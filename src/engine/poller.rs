use anyhow::{Context, Result};
use std::sync::Arc;
use std::time::Duration;
use tokio::time::MissedTickBehavior;
use tokio_util::sync::CancellationToken;

use crate::config::Config;
use crate::store::assignment::CycleReport;
use crate::store::{AssignmentStore, ProjectFiles};
use crate::windows::{EnrichmentPipeline, IdentityTable, WindowSource};

/// Polls the window source and folds each live set into the store.
pub struct ReconciliationEngine {
    source: Arc<dyn WindowSource>,
    identities: IdentityTable,
    pipeline: EnrichmentPipeline,
    store: AssignmentStore,
    files: Arc<ProjectFiles>,
    interval: Duration,
    enumerate_timeout: Duration,
}

impl ReconciliationEngine {
    pub fn new(
        source: Arc<dyn WindowSource>,
        store: AssignmentStore,
        files: Arc<ProjectFiles>,
        config: &Config,
    ) -> Self {
        let pipeline = EnrichmentPipeline::from_config(&config.enrichment, config.timeouts.enrich());
        if pipeline.is_empty() {
            tracing::debug!("Window enrichment disabled");
        }
        Self {
            source,
            identities: IdentityTable::new(),
            pipeline,
            store,
            files,
            interval: config.poll_interval(),
            enumerate_timeout: config.timeouts.enumerate(),
        }
    }

    pub fn store(&self) -> &AssignmentStore {
        &self.store
    }

    /// Loads the assignment file and the known project folders.
    pub async fn restore(&self) -> Result<()> {
        let assignments = self
            .files
            .load_assignments()
            .await
            .context("Failed to load saved assignments")?;
        let projects = self
            .files
            .list_projects()
            .await
            .context("Failed to list project folders")?;

        tracing::info!(
            "Restored {} assignment(s) across {} project folder(s)",
            assignments.len(),
            projects.len()
        );
        self.store.restore(assignments, projects).await;
        Ok(())
    }

    /// Runs one enumerate-enrich-reconcile-persist pass.
    ///
    /// Returns None when enumeration failed; nothing is treated as closed in
    /// that case.
    pub async fn run_cycle(&mut self) -> Option<CycleReport> {
        let mut windows =
            match tokio::time::timeout(self.enumerate_timeout, self.source.enumerate()).await {
                Ok(Ok(windows)) => windows,
                Ok(Err(e)) => {
                    tracing::warn!("Window enumeration failed, skipping cycle: {:#}", e);
                    return None;
                }
                Err(_) => {
                    tracing::warn!(
                        "Window enumeration timed out after {:?}, skipping cycle",
                        self.enumerate_timeout
                    );
                    return None;
                }
            };

        self.pipeline.enrich(&mut windows).await;
        let records = self.identities.resolve(windows);
        let (report, snapshot) = self.store.reconcile(records).await;

        if !report.is_quiet() {
            tracing::debug!(
                "Cycle: {} live, {} new, {} closed",
                report.live,
                report.new_pending.len(),
                report.removed.len()
            );
        }

        if let Err(e) = self.files.persist(&snapshot).await {
            tracing::warn!("Failed to persist cycle state: {:#}", e);
        }

        Some(report)
    }

    pub async fn run(mut self, cancel: CancellationToken) {
        let mut ticker = tokio::time::interval(self.interval);
        ticker.set_missed_tick_behavior(MissedTickBehavior::Delay);
        tracing::info!("Reconciliation loop started ({:?} interval)", self.interval);

        loop {
            tokio::select! {
                _ = ticker.tick() => {
                    self.run_cycle().await;
                }
                _ = cancel.cancelled() => {
                    tracing::info!("Reconciliation loop shutting down");
                    break;
                }
            }
        }
    }
}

■ ■ ■ ■ ■ ■ ■

| Task details |
Wherever the word "CycleReport" appears in a line of the data, copy that line.

| Answer below |
use crate::store::assignment::CycleReport;
    pub async fn run_cycle(&mut self) -> Option<CycleReport> {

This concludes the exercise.